* _WORK TO COMPLETE_
Below are entries; tally how many lines hold the string "sorted" and answer with only that figure.

* _MATERIAL TO PROCESS_
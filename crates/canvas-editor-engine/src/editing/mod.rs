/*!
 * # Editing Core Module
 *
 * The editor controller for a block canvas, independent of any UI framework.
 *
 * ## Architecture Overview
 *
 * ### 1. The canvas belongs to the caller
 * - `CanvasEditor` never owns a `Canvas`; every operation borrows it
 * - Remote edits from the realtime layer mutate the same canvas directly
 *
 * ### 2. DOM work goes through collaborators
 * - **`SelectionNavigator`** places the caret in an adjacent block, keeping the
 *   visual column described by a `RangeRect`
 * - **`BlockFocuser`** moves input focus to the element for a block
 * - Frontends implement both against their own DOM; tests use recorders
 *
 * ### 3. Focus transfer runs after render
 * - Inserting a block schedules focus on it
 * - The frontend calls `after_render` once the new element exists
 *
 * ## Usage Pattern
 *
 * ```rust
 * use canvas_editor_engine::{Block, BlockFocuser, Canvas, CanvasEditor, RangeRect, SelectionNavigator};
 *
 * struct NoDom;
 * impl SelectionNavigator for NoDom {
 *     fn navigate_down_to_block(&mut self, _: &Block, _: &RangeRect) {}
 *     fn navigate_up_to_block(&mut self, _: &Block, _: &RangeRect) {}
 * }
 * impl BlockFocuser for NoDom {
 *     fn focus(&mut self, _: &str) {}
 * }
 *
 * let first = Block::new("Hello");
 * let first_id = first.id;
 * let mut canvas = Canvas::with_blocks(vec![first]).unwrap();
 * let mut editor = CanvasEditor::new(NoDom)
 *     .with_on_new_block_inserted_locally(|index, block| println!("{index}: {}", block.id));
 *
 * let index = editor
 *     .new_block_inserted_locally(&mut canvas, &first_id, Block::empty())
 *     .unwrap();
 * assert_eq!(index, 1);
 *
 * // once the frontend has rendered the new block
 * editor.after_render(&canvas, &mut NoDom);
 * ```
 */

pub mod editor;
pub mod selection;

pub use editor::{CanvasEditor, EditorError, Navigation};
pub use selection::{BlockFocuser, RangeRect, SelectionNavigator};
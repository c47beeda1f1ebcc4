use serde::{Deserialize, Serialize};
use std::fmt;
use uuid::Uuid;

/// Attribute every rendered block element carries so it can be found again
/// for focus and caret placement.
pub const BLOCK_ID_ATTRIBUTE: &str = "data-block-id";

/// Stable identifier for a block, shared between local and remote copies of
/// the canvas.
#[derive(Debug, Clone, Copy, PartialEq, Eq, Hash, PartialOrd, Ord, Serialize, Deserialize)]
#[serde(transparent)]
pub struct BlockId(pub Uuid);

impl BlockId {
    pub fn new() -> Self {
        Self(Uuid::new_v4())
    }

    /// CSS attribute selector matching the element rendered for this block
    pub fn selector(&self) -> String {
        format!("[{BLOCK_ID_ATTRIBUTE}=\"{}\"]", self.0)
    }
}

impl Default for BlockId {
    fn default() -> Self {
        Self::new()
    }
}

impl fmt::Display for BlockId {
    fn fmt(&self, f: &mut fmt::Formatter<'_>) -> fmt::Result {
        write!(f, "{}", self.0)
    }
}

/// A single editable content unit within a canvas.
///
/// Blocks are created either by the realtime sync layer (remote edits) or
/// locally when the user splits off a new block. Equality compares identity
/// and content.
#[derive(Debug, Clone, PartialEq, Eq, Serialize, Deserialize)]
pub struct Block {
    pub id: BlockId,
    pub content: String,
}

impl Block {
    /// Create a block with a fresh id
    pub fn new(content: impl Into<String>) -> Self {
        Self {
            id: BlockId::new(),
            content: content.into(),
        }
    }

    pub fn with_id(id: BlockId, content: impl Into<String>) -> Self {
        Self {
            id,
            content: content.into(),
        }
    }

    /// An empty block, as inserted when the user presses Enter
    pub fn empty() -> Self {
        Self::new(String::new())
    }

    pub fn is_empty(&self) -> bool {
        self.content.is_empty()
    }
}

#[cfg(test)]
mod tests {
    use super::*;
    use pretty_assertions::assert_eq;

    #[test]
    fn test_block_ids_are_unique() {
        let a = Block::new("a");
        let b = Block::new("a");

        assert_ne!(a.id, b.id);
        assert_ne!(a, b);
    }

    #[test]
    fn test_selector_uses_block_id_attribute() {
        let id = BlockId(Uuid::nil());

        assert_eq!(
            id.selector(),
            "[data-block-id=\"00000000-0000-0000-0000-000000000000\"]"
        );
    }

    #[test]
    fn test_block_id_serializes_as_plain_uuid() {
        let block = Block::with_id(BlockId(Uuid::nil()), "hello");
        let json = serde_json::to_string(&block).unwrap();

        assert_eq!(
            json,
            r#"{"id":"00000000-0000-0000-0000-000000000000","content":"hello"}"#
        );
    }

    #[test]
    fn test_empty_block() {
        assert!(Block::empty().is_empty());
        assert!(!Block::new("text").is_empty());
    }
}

---

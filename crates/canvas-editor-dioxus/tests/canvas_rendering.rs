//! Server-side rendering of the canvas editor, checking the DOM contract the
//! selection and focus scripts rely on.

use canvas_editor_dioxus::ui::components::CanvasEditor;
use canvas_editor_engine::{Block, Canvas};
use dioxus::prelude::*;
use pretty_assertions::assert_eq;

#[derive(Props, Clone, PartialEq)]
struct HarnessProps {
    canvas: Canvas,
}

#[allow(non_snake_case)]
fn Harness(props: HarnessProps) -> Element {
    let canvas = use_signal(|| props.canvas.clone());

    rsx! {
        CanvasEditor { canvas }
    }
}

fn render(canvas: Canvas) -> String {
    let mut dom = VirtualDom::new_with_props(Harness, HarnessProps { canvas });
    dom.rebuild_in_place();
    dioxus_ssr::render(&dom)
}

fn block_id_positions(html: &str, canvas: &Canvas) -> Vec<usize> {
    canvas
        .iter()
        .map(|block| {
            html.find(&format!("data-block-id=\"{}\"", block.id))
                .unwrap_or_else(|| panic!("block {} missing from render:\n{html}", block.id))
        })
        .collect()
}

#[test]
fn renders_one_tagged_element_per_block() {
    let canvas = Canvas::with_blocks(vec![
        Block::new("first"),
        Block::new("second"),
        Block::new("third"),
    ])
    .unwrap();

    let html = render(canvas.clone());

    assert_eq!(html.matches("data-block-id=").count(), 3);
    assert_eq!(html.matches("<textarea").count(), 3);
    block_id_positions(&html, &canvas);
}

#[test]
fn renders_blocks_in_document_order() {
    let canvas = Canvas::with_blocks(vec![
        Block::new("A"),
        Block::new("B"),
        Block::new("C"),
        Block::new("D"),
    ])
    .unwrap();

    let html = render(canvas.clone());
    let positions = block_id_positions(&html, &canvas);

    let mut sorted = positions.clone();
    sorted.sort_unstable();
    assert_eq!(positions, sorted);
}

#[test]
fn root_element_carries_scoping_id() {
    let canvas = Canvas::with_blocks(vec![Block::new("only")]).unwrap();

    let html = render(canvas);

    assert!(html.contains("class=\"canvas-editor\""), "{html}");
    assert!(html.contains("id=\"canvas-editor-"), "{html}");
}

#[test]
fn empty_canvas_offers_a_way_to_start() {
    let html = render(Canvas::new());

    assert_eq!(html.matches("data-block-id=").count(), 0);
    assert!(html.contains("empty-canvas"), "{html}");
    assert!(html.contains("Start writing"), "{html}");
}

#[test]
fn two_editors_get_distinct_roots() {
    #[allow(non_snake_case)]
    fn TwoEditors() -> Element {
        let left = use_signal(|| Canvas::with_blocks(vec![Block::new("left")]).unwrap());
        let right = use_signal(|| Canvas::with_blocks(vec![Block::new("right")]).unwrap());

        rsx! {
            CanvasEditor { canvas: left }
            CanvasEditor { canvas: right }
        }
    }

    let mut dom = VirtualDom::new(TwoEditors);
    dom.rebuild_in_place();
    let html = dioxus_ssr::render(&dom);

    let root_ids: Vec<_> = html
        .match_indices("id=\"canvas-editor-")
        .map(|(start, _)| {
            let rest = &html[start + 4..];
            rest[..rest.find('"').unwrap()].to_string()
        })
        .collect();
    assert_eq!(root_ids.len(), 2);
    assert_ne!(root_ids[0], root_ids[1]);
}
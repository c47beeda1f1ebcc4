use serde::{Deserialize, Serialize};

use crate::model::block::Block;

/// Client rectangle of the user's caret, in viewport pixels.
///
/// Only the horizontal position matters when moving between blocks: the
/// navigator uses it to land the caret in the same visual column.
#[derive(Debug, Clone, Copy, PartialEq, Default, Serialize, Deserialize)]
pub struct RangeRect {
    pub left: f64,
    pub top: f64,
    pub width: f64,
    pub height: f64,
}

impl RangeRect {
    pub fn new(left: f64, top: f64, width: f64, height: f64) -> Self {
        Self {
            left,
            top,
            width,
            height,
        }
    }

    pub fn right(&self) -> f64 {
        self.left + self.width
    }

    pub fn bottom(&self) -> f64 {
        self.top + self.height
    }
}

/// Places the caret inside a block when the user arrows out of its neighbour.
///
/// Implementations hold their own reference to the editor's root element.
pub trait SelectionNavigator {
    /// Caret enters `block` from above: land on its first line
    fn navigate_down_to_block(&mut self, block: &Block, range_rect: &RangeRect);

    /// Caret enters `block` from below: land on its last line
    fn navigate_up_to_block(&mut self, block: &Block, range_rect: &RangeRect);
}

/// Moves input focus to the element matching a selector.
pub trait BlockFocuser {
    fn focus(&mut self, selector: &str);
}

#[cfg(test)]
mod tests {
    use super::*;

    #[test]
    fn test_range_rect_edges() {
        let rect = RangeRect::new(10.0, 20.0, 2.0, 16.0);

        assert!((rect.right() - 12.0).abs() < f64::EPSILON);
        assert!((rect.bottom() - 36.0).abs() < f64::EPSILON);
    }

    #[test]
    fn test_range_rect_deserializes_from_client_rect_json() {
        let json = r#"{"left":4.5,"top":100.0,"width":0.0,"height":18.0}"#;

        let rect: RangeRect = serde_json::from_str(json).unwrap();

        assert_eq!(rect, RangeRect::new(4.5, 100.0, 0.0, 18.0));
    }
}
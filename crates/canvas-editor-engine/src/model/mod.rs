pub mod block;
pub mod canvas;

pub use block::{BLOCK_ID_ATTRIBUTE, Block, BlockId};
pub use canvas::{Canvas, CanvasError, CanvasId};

* _RESPONSE BOX_
3